Work order:
Each entry below has to be written out again exactly.
==== Data shown
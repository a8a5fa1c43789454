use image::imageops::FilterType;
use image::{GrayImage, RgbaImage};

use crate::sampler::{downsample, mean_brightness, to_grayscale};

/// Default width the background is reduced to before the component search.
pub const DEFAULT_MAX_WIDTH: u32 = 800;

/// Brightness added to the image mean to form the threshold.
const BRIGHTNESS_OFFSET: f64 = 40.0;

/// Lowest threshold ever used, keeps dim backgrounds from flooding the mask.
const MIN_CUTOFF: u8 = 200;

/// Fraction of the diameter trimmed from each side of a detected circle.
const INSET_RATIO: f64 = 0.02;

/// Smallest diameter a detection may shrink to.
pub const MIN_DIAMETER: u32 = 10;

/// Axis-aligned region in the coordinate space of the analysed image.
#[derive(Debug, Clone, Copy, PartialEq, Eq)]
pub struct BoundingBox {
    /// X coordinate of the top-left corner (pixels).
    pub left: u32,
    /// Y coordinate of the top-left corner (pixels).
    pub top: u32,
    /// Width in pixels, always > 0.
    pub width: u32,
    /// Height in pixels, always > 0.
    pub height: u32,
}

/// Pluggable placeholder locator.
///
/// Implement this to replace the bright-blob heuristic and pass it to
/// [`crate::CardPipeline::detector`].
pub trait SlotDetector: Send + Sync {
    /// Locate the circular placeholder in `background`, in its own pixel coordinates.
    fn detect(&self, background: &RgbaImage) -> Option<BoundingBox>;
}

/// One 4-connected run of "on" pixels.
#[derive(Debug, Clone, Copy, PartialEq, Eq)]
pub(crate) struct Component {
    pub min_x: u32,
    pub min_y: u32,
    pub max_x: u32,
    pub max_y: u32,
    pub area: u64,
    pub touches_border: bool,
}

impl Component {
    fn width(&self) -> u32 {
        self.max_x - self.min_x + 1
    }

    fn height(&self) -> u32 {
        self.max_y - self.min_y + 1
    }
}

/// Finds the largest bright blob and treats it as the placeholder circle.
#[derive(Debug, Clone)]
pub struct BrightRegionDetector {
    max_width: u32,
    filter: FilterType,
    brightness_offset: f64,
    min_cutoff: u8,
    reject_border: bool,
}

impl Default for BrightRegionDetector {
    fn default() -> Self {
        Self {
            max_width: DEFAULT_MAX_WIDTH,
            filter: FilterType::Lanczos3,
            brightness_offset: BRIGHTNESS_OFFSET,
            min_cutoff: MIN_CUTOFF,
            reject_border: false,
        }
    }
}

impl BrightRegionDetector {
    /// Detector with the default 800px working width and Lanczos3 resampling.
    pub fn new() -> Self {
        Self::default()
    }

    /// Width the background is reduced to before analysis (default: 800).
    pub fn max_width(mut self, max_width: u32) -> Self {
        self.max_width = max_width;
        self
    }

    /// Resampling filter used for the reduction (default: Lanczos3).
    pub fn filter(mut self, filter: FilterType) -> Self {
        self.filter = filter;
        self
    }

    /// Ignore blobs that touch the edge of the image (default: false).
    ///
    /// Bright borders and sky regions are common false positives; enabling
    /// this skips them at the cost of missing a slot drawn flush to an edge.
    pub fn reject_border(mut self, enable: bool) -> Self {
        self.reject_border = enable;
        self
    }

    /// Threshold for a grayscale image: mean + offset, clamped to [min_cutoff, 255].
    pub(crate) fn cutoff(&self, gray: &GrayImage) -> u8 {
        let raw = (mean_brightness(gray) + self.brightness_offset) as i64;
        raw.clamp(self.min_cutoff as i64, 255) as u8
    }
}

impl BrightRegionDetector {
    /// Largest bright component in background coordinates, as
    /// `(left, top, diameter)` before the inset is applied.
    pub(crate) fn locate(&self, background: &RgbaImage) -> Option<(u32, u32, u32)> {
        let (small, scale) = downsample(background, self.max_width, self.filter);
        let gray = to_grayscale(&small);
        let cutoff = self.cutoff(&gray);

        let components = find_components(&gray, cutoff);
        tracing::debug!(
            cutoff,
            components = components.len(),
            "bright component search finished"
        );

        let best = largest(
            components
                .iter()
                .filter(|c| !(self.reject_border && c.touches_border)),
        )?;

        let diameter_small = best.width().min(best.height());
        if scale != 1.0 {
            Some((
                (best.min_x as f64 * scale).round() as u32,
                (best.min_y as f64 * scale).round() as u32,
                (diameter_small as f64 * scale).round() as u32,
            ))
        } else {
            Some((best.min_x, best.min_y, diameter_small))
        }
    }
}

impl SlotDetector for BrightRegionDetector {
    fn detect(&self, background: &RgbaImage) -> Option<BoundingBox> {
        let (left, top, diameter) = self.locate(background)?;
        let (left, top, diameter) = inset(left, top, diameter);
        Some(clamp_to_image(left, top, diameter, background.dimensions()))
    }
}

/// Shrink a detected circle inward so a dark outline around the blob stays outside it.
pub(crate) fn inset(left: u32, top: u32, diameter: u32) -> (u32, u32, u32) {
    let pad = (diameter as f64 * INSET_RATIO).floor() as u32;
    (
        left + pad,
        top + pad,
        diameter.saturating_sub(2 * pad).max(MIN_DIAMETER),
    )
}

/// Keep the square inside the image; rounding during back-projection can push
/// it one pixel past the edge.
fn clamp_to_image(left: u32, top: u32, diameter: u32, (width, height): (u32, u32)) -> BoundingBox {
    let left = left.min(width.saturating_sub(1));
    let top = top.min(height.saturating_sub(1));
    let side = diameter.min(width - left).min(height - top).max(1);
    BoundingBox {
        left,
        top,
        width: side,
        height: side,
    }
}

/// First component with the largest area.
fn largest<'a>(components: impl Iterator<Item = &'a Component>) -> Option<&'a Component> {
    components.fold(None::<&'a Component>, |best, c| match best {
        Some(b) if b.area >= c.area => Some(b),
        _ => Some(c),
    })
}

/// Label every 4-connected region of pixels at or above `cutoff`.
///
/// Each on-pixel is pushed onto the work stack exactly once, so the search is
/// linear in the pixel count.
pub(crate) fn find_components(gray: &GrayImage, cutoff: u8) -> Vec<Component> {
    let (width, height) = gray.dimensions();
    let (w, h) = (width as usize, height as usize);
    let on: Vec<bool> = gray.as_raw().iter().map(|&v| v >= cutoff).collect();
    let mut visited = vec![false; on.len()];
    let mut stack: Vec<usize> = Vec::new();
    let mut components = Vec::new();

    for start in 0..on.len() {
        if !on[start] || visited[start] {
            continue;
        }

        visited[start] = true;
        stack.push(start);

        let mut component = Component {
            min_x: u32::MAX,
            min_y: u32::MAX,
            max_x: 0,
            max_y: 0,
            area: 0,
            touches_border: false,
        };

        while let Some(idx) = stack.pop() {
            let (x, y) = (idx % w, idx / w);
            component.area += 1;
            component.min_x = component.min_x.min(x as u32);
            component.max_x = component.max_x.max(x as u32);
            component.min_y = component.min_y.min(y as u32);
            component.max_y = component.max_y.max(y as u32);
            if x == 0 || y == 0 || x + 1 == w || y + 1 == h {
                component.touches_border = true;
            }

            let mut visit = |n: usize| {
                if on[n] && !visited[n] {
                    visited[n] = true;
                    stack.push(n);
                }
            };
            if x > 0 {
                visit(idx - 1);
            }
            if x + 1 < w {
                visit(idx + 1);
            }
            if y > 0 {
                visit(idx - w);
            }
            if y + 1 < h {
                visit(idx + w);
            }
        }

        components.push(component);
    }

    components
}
========
Solution to the exercise:
repository a8a5fa1c43789454
use image::imageops::FilterType;
use image::{GrayImage, RgbaImage};

use crate::sampler::{downsample, mean_brightness, to_grayscale};

/// Default width the background is reduced to before the component search.
pub const DEFAULT_MAX_WIDTH: u32 = 800;

/// Brightness added to the image mean to form the threshold.
const BRIGHTNESS_OFFSET: f64 = 40.0;

/// Lowest threshold ever used, keeps dim backgrounds from flooding the mask.
const MIN_CUTOFF: u8 = 200;

/// Fraction of the diameter trimmed from each side of a detected circle.
const INSET_RATIO: f64 = 0.02;

/// Smallest diameter a detection may shrink to.
pub const MIN_DIAMETER: u32 = 10;

/// Axis-aligned region in the coordinate space of the analysed image.
#[derive(Debug, Clone, Copy, PartialEq, Eq)]
pub struct BoundingBox {
    /// X coordinate of the top-left corner (pixels).
    pub left: u32,
    /// Y coordinate of the top-left corner (pixels).
    pub top: u32,
    /// Width in pixels, always > 0.
    pub width: u32,
    /// Height in pixels, always > 0.
    pub height: u32,
}

/// Pluggable placeholder locator.
///
/// Implement this to replace the bright-blob heuristic and pass it to
/// [`crate::CardPipeline::detector`].
pub trait SlotDetector: Send + Sync {
    /// Locate the circular placeholder in `background`, in its own pixel coordinates.
    fn detect(&self, background: &RgbaImage) -> Option<BoundingBox>;
}

/// One 4-connected run of "on" pixels.
#[derive(Debug, Clone, Copy, PartialEq, Eq)]
pub(crate) struct Component {
    pub min_x: u32,
    pub min_y: u32,
    pub max_x: u32,
    pub max_y: u32,
    pub area: u64,
    pub touches_border: bool,
}

impl Component {
    fn width(&self) -> u32 {
        self.max_x - self.min_x + 1
    }

    fn height(&self) -> u32 {
        self.max_y - self.min_y + 1
    }
}

/// Finds the largest bright blob and treats it as the placeholder circle.
#[derive(Debug, Clone)]
pub struct BrightRegionDetector {
    max_width: u32,
    filter: FilterType,
    brightness_offset: f64,
    min_cutoff: u8,
    reject_border: bool,
}

impl Default for BrightRegionDetector {
    fn default() -> Self {
        Self {
            max_width: DEFAULT_MAX_WIDTH,
            filter: FilterType::Lanczos3,
            brightness_offset: BRIGHTNESS_OFFSET,
            min_cutoff: MIN_CUTOFF,
            reject_border: false,
        }
    }
}

impl BrightRegionDetector {
    /// Detector with the default 800px working width and Lanczos3 resampling.
    pub fn new() -> Self {
        Self::default()
    }

    /// Width the background is reduced to before analysis (default: 800).
    pub fn max_width(mut self, max_width: u32) -> Self {
        self.max_width = max_width;
        self
    }

    /// Resampling filter used for the reduction (default: Lanczos3).
    pub fn filter(mut self, filter: FilterType) -> Self {
        self.filter = filter;
        self
    }

    /// Ignore blobs that touch the edge of the image (default: false).
    ///
    /// Bright borders and sky regions are common false positives; enabling
    /// this skips them at the cost of missing a slot drawn flush to an edge.
    pub fn reject_border(mut self, enable: bool) -> Self {
        self.reject_border = enable;
        self
    }

    /// Threshold for a grayscale image: mean + offset, clamped to [min_cutoff, 255].
    pub(crate) fn cutoff(&self, gray: &GrayImage) -> u8 {
        let raw = (mean_brightness(gray) + self.brightness_offset) as i64;
        raw.clamp(self.min_cutoff as i64, 255) as u8
    }
}

impl BrightRegionDetector {
    /// Largest bright component in background coordinates, as
    /// `(left, top, diameter)` before the inset is applied.
    pub(crate) fn locate(&self, background: &RgbaImage) -> Option<(u32, u32, u32)> {
        let (small, scale) = downsample(background, self.max_width, self.filter);
        let gray = to_grayscale(&small);
        let cutoff = self.cutoff(&gray);

        let components = find_components(&gray, cutoff);
        tracing::debug!(
            cutoff,
            components = components.len(),
            "bright component search finished"
        );

        let best = largest(
            components
                .iter()
                .filter(|c| !(self.reject_border && c.touches_border)),
        )?;

        let diameter_small = best.width().min(best.height());
        if scale != 1.0 {
            Some((
                (best.min_x as f64 * scale).round() as u32,
                (best.min_y as f64 * scale).round() as u32,
                (diameter_small as f64 * scale).round() as u32,
            ))
        } else {
            Some((best.min_x, best.min_y, diameter_small))
        }
    }
}

impl SlotDetector for BrightRegionDetector {
    fn detect(&self, background: &RgbaImage) -> Option<BoundingBox> {
        let (left, top, diameter) = self.locate(background)?;
        let (left, top, diameter) = inset(left, top, diameter);
        Some(clamp_to_image(left, top, diameter, background.dimensions()))
    }
}

/// Shrink a detected circle inward so a dark outline around the blob stays outside it.
pub(crate) fn inset(left: u32, top: u32, diameter: u32) -> (u32, u32, u32) {
    let pad = (diameter as f64 * INSET_RATIO).floor() as u32;
    (
        left + pad,
        top + pad,
        diameter.saturating_sub(2 * pad).max(MIN_DIAMETER),
    )
}

/// Keep the square inside the image; rounding during back-projection can push
/// it one pixel past the edge.
fn clamp_to_image(left: u32, top: u32, diameter: u32, (width, height): (u32, u32)) -> BoundingBox {
    let left = left.min(width.saturating_sub(1));
    let top = top.min(height.saturating_sub(1));
    let side = diameter.min(width - left).min(height - top).max(1);
    BoundingBox {
        left,
        top,
        width: side,
        height: side,
    }
}

/// First component with the largest area.
fn largest<'a>(components: impl Iterator<Item = &'a Component>) -> Option<&'a Component> {
    components.fold(None::<&'a Component>, |best, c| match best {
        Some(b) if b.area >= c.area => Some(b),
        _ => Some(c),
    })
}

/// Label every 4-connected region of pixels at or above `cutoff`.
///
/// Each on-pixel is pushed onto the work stack exactly once, so the search is
/// linear in the pixel count.
pub(crate) fn find_components(gray: &GrayImage, cutoff: u8) -> Vec<Component> {
    let (width, height) = gray.dimensions();
    let (w, h) = (width as usize, height as usize);
    let on: Vec<bool> = gray.as_raw().iter().map(|&v| v >= cutoff).collect();
    let mut visited = vec![false; on.len()];
    let mut stack: Vec<usize> = Vec::new();
    let mut components = Vec::new();

    for start in 0..on.len() {
        if !on[start] || visited[start] {
            continue;
        }

        visited[start] = true;
        stack.push(start);

        let mut component = Component {
            min_x: u32::MAX,
            min_y: u32::MAX,
            max_x: 0,
            max_y: 0,
            area: 0,
            touches_border: false,
        };

        while let Some(idx) = stack.pop() {
            let (x, y) = (idx % w, idx / w);
            component.area += 1;
            component.min_x = component.min_x.min(x as u32);
            component.max_x = component.max_x.max(x as u32);
            component.min_y = component.min_y.min(y as u32);
            component.max_y = component.max_y.max(y as u32);
            if x == 0 || y == 0 || x + 1 == w || y + 1 == h {
                component.touches_border = true;
            }

            let mut visit = |n: usize| {
                if on[n] && !visited[n] {
                    visited[n] = true;
                    stack.push(n);
                }
            };
            if x > 0 {
                visit(idx - 1);
            }
            if x + 1 < w {
                visit(idx + 1);
            }
            if y > 0 {
                visit(idx - w);
            }
            if y + 1 < h {
                visit(idx + w);
            }
        }

        components.push(component);
    }

    components
}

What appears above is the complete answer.